-- Records supplied follows --
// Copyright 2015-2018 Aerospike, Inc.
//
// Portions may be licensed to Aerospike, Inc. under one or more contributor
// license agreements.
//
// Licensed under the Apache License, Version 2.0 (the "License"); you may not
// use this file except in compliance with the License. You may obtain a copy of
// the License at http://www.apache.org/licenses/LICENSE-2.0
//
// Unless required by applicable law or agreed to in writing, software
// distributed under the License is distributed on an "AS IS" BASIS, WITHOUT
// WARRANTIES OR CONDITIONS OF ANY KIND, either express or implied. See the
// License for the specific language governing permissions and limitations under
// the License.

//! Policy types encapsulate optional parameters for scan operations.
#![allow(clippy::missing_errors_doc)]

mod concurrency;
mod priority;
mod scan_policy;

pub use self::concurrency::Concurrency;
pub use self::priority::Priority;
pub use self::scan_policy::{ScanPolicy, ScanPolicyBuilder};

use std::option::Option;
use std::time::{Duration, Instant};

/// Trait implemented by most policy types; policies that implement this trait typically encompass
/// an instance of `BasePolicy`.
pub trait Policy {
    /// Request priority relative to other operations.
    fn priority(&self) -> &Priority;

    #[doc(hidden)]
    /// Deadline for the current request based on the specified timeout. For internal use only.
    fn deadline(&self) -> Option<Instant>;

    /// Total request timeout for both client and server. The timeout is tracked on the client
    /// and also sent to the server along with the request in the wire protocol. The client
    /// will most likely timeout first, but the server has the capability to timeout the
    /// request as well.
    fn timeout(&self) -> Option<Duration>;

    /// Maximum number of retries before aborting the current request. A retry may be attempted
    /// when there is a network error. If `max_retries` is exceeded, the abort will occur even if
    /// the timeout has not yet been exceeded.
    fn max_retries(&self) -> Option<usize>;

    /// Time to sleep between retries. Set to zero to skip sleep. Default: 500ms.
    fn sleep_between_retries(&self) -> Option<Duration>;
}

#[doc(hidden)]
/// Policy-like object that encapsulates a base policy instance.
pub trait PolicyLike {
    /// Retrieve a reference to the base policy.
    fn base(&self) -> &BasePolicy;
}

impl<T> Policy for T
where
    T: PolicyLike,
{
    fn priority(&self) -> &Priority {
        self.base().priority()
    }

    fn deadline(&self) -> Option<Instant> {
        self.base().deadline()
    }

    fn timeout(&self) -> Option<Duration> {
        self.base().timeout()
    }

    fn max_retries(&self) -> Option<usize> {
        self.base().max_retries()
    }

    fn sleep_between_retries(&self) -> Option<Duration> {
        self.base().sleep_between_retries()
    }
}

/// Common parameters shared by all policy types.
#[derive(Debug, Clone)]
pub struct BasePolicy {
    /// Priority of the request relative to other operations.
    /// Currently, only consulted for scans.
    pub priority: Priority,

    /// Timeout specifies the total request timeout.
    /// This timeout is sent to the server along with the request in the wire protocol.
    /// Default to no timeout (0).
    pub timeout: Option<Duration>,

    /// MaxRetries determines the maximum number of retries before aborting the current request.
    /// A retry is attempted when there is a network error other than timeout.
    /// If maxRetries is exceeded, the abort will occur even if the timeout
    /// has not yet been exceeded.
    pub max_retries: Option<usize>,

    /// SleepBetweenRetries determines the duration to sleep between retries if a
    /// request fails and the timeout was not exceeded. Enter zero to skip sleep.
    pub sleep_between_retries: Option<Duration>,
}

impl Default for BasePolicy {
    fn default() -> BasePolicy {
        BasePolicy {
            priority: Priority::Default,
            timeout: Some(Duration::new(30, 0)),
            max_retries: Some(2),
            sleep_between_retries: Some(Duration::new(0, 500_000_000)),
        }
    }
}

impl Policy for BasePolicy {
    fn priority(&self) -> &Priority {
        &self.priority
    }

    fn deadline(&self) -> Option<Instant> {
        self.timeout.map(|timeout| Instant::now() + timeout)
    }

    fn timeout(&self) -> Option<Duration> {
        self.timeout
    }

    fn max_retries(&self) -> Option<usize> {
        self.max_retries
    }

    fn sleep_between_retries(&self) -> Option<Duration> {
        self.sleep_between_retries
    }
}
-- Records supplied concluded --
-- Records supplied follows --
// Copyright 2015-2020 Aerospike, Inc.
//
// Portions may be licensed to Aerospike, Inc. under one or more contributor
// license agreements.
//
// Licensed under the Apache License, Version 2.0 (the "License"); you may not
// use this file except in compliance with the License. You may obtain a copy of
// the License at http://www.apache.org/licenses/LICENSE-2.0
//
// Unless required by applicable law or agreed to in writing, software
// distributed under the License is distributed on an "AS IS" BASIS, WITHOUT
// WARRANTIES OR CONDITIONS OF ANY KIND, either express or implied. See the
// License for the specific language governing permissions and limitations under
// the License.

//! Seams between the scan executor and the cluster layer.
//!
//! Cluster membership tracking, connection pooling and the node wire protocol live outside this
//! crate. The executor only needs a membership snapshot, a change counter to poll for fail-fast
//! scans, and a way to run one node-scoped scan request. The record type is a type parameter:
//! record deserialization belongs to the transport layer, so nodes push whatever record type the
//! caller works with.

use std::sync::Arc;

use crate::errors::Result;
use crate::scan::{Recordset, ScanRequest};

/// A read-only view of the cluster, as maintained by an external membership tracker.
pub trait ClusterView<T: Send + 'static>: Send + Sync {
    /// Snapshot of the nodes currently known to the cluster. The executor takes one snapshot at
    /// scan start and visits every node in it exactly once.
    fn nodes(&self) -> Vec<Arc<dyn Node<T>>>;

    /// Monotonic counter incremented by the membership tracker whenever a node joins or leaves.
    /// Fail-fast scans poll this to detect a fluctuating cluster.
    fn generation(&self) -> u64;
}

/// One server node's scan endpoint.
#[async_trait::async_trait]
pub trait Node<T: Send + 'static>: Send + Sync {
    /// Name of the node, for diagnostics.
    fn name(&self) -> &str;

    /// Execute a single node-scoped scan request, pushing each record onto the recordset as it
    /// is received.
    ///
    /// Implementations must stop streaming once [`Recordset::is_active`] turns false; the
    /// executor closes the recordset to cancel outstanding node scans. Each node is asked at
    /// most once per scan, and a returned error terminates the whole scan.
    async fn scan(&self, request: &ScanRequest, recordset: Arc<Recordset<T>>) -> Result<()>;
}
-- Records supplied concluded --
▸ **Exercise brief**
Each line of the records that contains the string "aborting" must be copied.

▸ **Expected output**
    /// Maximum number of retries before aborting the current request. A retry may be attempted
    /// MaxRetries determines the maximum number of retries before aborting the current request.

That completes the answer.